::: WORKING DATA :::

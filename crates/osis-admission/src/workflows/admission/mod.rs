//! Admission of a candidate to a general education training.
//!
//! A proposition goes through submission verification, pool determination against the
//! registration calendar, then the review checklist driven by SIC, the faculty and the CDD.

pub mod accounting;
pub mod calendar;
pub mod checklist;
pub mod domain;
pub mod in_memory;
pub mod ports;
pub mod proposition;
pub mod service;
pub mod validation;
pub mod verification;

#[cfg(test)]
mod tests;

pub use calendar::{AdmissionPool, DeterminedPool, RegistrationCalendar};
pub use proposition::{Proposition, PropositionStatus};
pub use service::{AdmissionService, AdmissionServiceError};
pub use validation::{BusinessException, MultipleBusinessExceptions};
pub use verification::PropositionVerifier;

:::

**YOUR INSTRUCTIONS:**
Answer with a number alone: how many lines of the listing above include the string "calendar"?

**EXERCISE OUTPUT:**
3